- **Task instructions**:
If a line in the entries below includes the string "memory", copy it out.

Stored data
=== Begin Enclosure ===

//! # tapedeck-core
//!
//! Shared engine for the tapedeck capture/replay toolkit: the on-disk record
//! format, the in-memory mock index, and the scenario matcher. This crate
//! has no networking of its own — the mock server (`tapedeck-mock`) and the
//! recording proxy (`tapedeck-proxy`) both link against it and supply the
//! I/O.
//!
//! ## Layout
//!
//! - [`record`] — parses the on-disk record JSON into a generic tree and
//!   resolves path/mock-id/content-type from it.
//! - [`codec`] — turns a parsed record into a [`mock_response::MockResponse`]
//!   (load side) and serializes one back to disk (write side, used by the
//!   proxy).
//! - [`mock_response`] — the in-memory unit served by the mock engine.
//! - [`index`] — the composite `(path, mock_id, content_type)` lookup map.
//! - [`scenario`] — YAML-driven declarative routing, superseding the index
//!   when active.
//! - [`sse`] — the SSE event model shared by the replay writer and the
//!   recorder.
//! - [`jitter`] — injectable randomness for delay jitter and SSE jitter
//!   scale.
//! - [`content_type`] — content-type normalization.
//! - [`headers`] — the hop-by-hop/internal header skip set.

pub mod codec;
pub mod content_type;
pub mod error;
pub mod headers;
pub mod index;
pub mod jitter;
pub mod mock_response;
pub mod record;
pub mod scenario;
pub mod sse;

pub use error::{CodecError, CoreError, ScenarioError};
pub use index::Index;
pub use mock_response::MockResponse;
pub use scenario::{Scenario, ScenarioSet};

=== End Enclosure ===

- **Written solution**:
//! format, the in-memory mock index, and the scenario matcher. This crate
//! - [`mock_response`] — the in-memory unit served by the mock engine.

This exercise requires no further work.